| EXERCISE OBJECTIVE |
How many lines below hold "Verification"? Answer with only the number.

(Stored data entries)
*** Block opens ***
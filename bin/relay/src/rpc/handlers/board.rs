//! Topic, post and comment RPC handlers.
//!
//! The relay stores what it is given. Content checks happen on the client
//! before a write is issued.

use super::{board_error, parse_params, to_json};
use serde_json::Value;
use topicboard::remote::DocumentStore;
use topicboard::rpc::methods::{
    Ack, CommentAppendParams, CommentRemoveParams, PostIdParams, PostInsertParams,
    PostQueryParams, TopicInsertParams, TopicRenameParams,
};
use topicboard::rpc::RpcError;
use tracing::info;

pub async fn handle_topic_list(store: &dyn DocumentStore) -> Result<Value, RpcError> {
    let topics = store.list_topics().await.map_err(board_error)?;
    to_json(topics)
}

pub async fn handle_topic_insert(
    store: &dyn DocumentStore,
    params: Value,
) -> Result<Value, RpcError> {
    let params: TopicInsertParams = parse_params(params)?;
    let topic = store.insert_topic(&params.name).await.map_err(board_error)?;
    info!("topic.insert: {} ({})", topic.name, topic.id.short());
    to_json(topic)
}

pub async fn handle_topic_rename(
    store: &dyn DocumentStore,
    params: Value,
) -> Result<Value, RpcError> {
    let params: TopicRenameParams = parse_params(params)?;
    store
        .rename_topic(&params.id, &params.name)
        .await
        .map_err(board_error)?;
    info!("topic.rename: {} -> {}", params.id.short(), params.name);
    to_json(Ack::OK)
}

pub async fn handle_post_insert(
    store: &dyn DocumentStore,
    params: Value,
) -> Result<Value, RpcError> {
    let params: PostInsertParams = parse_params(params)?;
    let post = store.insert_post(params.post).await.map_err(board_error)?;
    info!("post.insert: {} in {}", post.id.short(), post.topic);
    to_json(post)
}

pub async fn handle_post_delete(
    store: &dyn DocumentStore,
    params: Value,
) -> Result<Value, RpcError> {
    let params: PostIdParams = parse_params(params)?;
    store.delete_post(&params.id).await.map_err(board_error)?;
    info!("post.delete: {}", params.id.short());
    to_json(Ack::OK)
}

pub async fn handle_post_query(
    store: &dyn DocumentStore,
    params: Value,
) -> Result<Value, RpcError> {
    let params: PostQueryParams = parse_params(params)?;
    let posts = store.query_posts(&params.topic).await.map_err(board_error)?;
    to_json(posts)
}

pub async fn handle_comment_append(
    store: &dyn DocumentStore,
    params: Value,
) -> Result<Value, RpcError> {
    let params: CommentAppendParams = parse_params(params)?;
    let comment_id = params.comment.id;
    store
        .append_comment(&params.post_id, params.comment)
        .await
        .map_err(board_error)?;
    info!(
        "comment.append: {} on {}",
        comment_id.short(),
        params.post_id.short()
    );
    to_json(Ack::OK)
}

pub async fn handle_comment_remove(
    store: &dyn DocumentStore,
    params: Value,
) -> Result<Value, RpcError> {
    let params: CommentRemoveParams = parse_params(params)?;
    store
        .remove_comment(&params.post_id, &params.comment_id)
        .await
        .map_err(board_error)?;
    info!(
        "comment.remove: {} from {}",
        params.comment_id.short(),
        params.post_id.short()
    );
    to_json(Ack::OK)
}
//! RPC handler modules.

mod board;
mod object;
mod system;

use super::state::AppState;
use axum::{extract::State, http::StatusCode, response::IntoResponse, Json};
use serde::de::DeserializeOwned;
use serde::Serialize;
use serde_json::Value;
use topicboard::rpc::methods::{
    COMMENT_APPEND, COMMENT_REMOVE, OBJECT_STORE, POST_DELETE, POST_INSERT, POST_QUERY,
    RELAY_HEALTH, RELAY_STATS, TOPIC_INSERT, TOPIC_LIST, TOPIC_RENAME,
};
use topicboard::rpc::{RpcError, RpcServerRequest, RpcServerResponse};
use topicboard::BoardError;
use tracing::{instrument, warn};

// Re-export RpcServerRequest and RpcServerResponse as the local names.
type RpcRequest = RpcServerRequest;
type RpcResponse = RpcServerResponse;

// =============================================================================
// Helper Functions
// =============================================================================

/// Parses JSON-RPC parameters into a typed struct.
#[inline]
pub fn parse_params<T: DeserializeOwned>(params: Value) -> Result<T, RpcError> {
    serde_json::from_value(params).map_err(|e| RpcError::invalid_params(e.to_string()))
}

/// Converts a serializable value to JSON, mapping errors to RPC errors.
#[inline]
pub fn to_json<T: Serialize>(value: T) -> Result<Value, RpcError> {
    serde_json::to_value(value).map_err(|e| RpcError::internal_error(e.to_string()))
}

/// Whether `method` changes stored documents.
fn is_write(method: &str) -> bool {
    matches!(
        method,
        TOPIC_INSERT | TOPIC_RENAME | POST_INSERT | POST_DELETE | COMMENT_APPEND | COMMENT_REMOVE
    )
}

/// Maps a store error onto the wire.
pub fn board_error(err: BoardError) -> RpcError {
    RpcError::from_board_error(&err)
}

// =============================================================================
// Main RPC Handler
// =============================================================================

/// Runs one request against the relay state.
pub async fn dispatch(state: &AppState, request: RpcRequest) -> RpcResponse {
    if let Err(reason) = request.validate() {
        state.counters.record(true);
        return RpcResponse::error(request.id, RpcError::invalid_request(reason));
    }

    let documents = &state.documents;
    let params = request.params;
    let result = match request.method.as_str() {
        // Topic methods
        TOPIC_LIST => board::handle_topic_list(documents).await,
        TOPIC_INSERT => board::handle_topic_insert(documents, params).await,
        TOPIC_RENAME => board::handle_topic_rename(documents, params).await,

        // Post methods
        POST_INSERT => board::handle_post_insert(documents, params).await,
        POST_DELETE => board::handle_post_delete(documents, params).await,
        POST_QUERY => board::handle_post_query(documents, params).await,
        COMMENT_APPEND => board::handle_comment_append(documents, params).await,
        COMMENT_REMOVE => board::handle_comment_remove(documents, params).await,

        // Object methods
        OBJECT_STORE => object::handle_store(&state.objects, params).await,

        // System methods
        RELAY_HEALTH => system::handle_health(),
        RELAY_STATS => system::handle_stats(state),

        _ => Err(RpcError::method_not_found(&request.method)),
    };

    state.counters.record(result.is_err());
    if result.is_ok() && is_write(&request.method) {
        state.persist();
    }
    match result {
        Ok(value) => RpcResponse::success(request.id, value),
        Err(error) => {
            warn!("{} failed: {}", request.method, error);
            RpcResponse::error(request.id, error)
        }
    }
}

#[instrument(skip(state, request))]
pub async fn handle_rpc(
    State(state): State<AppState>,
    Json(request): Json<RpcRequest>,
) -> impl IntoResponse {
    (StatusCode::OK, Json(dispatch(&state, request).await))
}

#[cfg(test)]
mod tests {
    use super::*;
    use base64::Engine;
    use serde_json::json;
    use tempfile::TempDir;
    use topicboard::board::{NewPost, Post, Topic};
    use topicboard::constants::MAX_IMAGE_SIZE;
    use crate::persistence::DocumentPersistence;
    use topicboard::remote::{DocumentStore, FileObjectStore, MemoryDocumentStore};
    use topicboard::types::{AuthorType, Verification};

    fn test_state() -> (AppState, TempDir) {
        let dir = TempDir::new().unwrap();
        let objects = FileObjectStore::new(dir.path(), "http://relay.test").unwrap();
        (AppState::new(MemoryDocumentStore::new(), objects), dir)
    }

    fn request(method: &str, params: Value) -> RpcRequest {
        RpcServerRequest {
            jsonrpc: "2.0".to_string(),
            method: method.to_string(),
            params,
            id: Some(json!(1)),
        }
    }

    async fn call(state: &AppState, method: &str, params: Value) -> Result<Value, RpcError> {
        let response = dispatch(state, request(method, params)).await;
        match response.error {
            Some(error) => Err(error),
            None => Ok(response.result.unwrap()),
        }
    }

    #[tokio::test]
    async fn test_rejects_wrong_version() {
        let (state, _dir) = test_state();
        let mut req = request(TOPIC_LIST, json!({}));
        req.jsonrpc = "1.0".to_string();
        let response = dispatch(&state, req).await;
        assert_eq!(response.error.unwrap().code, RpcError::INVALID_REQUEST);
    }

    #[tokio::test]
    async fn test_unknown_method() {
        let (state, _dir) = test_state();
        let err = call(&state, "topic.drop", json!({})).await.unwrap_err();
        assert_eq!(err.code, RpcError::METHOD_NOT_FOUND);
    }

    #[tokio::test]
    async fn test_topic_roundtrip_and_rename() {
        let (state, _dir) = test_state();
        let first: Topic =
            serde_json::from_value(call(&state, TOPIC_INSERT, json!({"name": "General"})).await.unwrap())
                .unwrap();
        call(&state, TOPIC_INSERT, json!({"name": "Tech"}))
            .await
            .unwrap();
        call(
            &state,
            TOPIC_RENAME,
            json!({"id": first.id, "name": "Main"}),
        )
        .await
        .unwrap();

        let topics: Vec<Topic> =
            serde_json::from_value(call(&state, TOPIC_LIST, json!({})).await.unwrap()).unwrap();
        let names: Vec<&str> = topics.iter().map(|t| t.name.as_str()).collect();
        assert_eq!(names, vec!["Main", "Tech"]);
    }

    #[tokio::test]
    async fn test_post_and_comment_flow() {
        let (state, _dir) = test_state();
        let new = NewPost::new("General", "hello", AuthorType::Human, Verification::HumanVerified)
            .unwrap();
        let post: Post = serde_json::from_value(
            call(&state, POST_INSERT, json!({ "post": new }))
                .await
                .unwrap(),
        )
        .unwrap();
        assert!(post.comments.is_empty());

        let comment =
            topicboard::board::Comment::new("reply", AuthorType::AiAgent, None).unwrap();
        call(
            &state,
            COMMENT_APPEND,
            json!({"post_id": post.id, "comment": comment}),
        )
        .await
        .unwrap();

        let posts: Vec<Post> = serde_json::from_value(
            call(&state, POST_QUERY, json!({"topic": "General"}))
                .await
                .unwrap(),
        )
        .unwrap();
        assert_eq!(posts[0].comments.len(), 1);

        call(
            &state,
            COMMENT_REMOVE,
            json!({"post_id": post.id, "comment_id": comment.id}),
        )
        .await
        .unwrap();
        call(&state, POST_DELETE, json!({"id": post.id}))
            .await
            .unwrap();
        assert_eq!(state.documents.counts(), (0, 0));
    }

    #[tokio::test]
    async fn test_missing_post_maps_to_not_found() {
        let (state, _dir) = test_state();
        let comment =
            topicboard::board::Comment::new("reply", AuthorType::Human, None).unwrap();
        let err = call(
            &state,
            COMMENT_APPEND,
            json!({"post_id": topicboard::types::RecordId::generate(), "comment": comment}),
        )
        .await
        .unwrap_err();
        assert_eq!(err.code, RpcError::NOT_FOUND);
    }

    #[tokio::test]
    async fn test_invalid_params() {
        let (state, _dir) = test_state();
        let err = call(&state, TOPIC_INSERT, json!({"title": "x"}))
            .await
            .unwrap_err();
        assert_eq!(err.code, RpcError::INVALID_PARAMS);
    }

    #[tokio::test]
    async fn test_object_store_writes_file() {
        let (state, dir) = test_state();
        let data = base64::engine::general_purpose::STANDARD.encode(b"png-bytes");
        let result = call(
            &state,
            OBJECT_STORE,
            json!({"name": "posts/abc-cat.png", "data": data}),
        )
        .await
        .unwrap();
        assert_eq!(result["url"], "http://relay.test/objects/posts/abc-cat.png");
        assert_eq!(
            std::fs::read(dir.path().join("posts/abc-cat.png")).unwrap(),
            b"png-bytes"
        );
    }

    #[tokio::test]
    async fn test_object_store_rejects_bad_input() {
        let (state, _dir) = test_state();
        let err = call(&state, OBJECT_STORE, json!({"name": "a.png", "data": "!!!"}))
            .await
            .unwrap_err();
        assert_eq!(err.code, RpcError::INVALID_PARAMS);

        let data = base64::engine::general_purpose::STANDARD.encode(b"x");
        let err = call(
            &state,
            OBJECT_STORE,
            json!({"name": "../escape.png", "data": data}),
        )
        .await
        .unwrap_err();
        assert_eq!(err.code, RpcError::VALIDATION_FAILED);

        let huge = base64::engine::general_purpose::STANDARD.encode(vec![0u8; MAX_IMAGE_SIZE + 1]);
        let err = call(&state, OBJECT_STORE, json!({"name": "big.png", "data": huge}))
            .await
            .unwrap_err();
        assert_eq!(err.code, RpcError::RESOURCE_EXHAUSTED);
    }

    #[tokio::test]
    async fn test_health_and_stats() {
        let (state, _dir) = test_state();
        let health = call(&state, RELAY_HEALTH, json!({})).await.unwrap();
        assert_eq!(health["status"], "ok");
        assert_eq!(health["service"], "topicboard-relay");

        call(&state, TOPIC_INSERT, json!({"name": "General"}))
            .await
            .unwrap();
        let _ = call(&state, "nope", json!({})).await;

        let stats = call(&state, RELAY_STATS, json!({})).await.unwrap();
        assert_eq!(stats["documents"]["topics"], 1);
        assert_eq!(stats["documents"]["posts"], 0);
        // health, insert, nope (the stats call records after it reports)
        assert_eq!(stats["requests"]["total"], 3);
        assert_eq!(stats["requests"]["failed"], 1);
    }

    #[tokio::test]
    async fn test_writes_are_persisted() {
        let dir = TempDir::new().unwrap();
        let objects = FileObjectStore::new(dir.path().join("objects"), "http://relay.test").unwrap();
        let persistence = DocumentPersistence::with_data_dir(dir.path()).unwrap();
        let state = AppState::new(persistence.load().unwrap(), objects)
            .with_persistence(persistence);

        call(&state, TOPIC_INSERT, json!({"name": "General"}))
            .await
            .unwrap();
        let new = NewPost::new("General", "survives", AuthorType::Human, Verification::HumanVerified)
            .unwrap();
        call(&state, POST_INSERT, json!({ "post": new }))
            .await
            .unwrap();
        call(&state, POST_QUERY, json!({"topic": "General"}))
            .await
            .unwrap();

        let restarted = DocumentPersistence::with_data_dir(dir.path())
            .unwrap()
            .load()
            .unwrap();
        assert_eq!(restarted.counts(), (1, 1));
        let posts = restarted.query_posts("General").await.unwrap();
        assert_eq!(posts[0].content, "survives");
    }
}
*** Block closes ***
| ANSWER SECTION |
3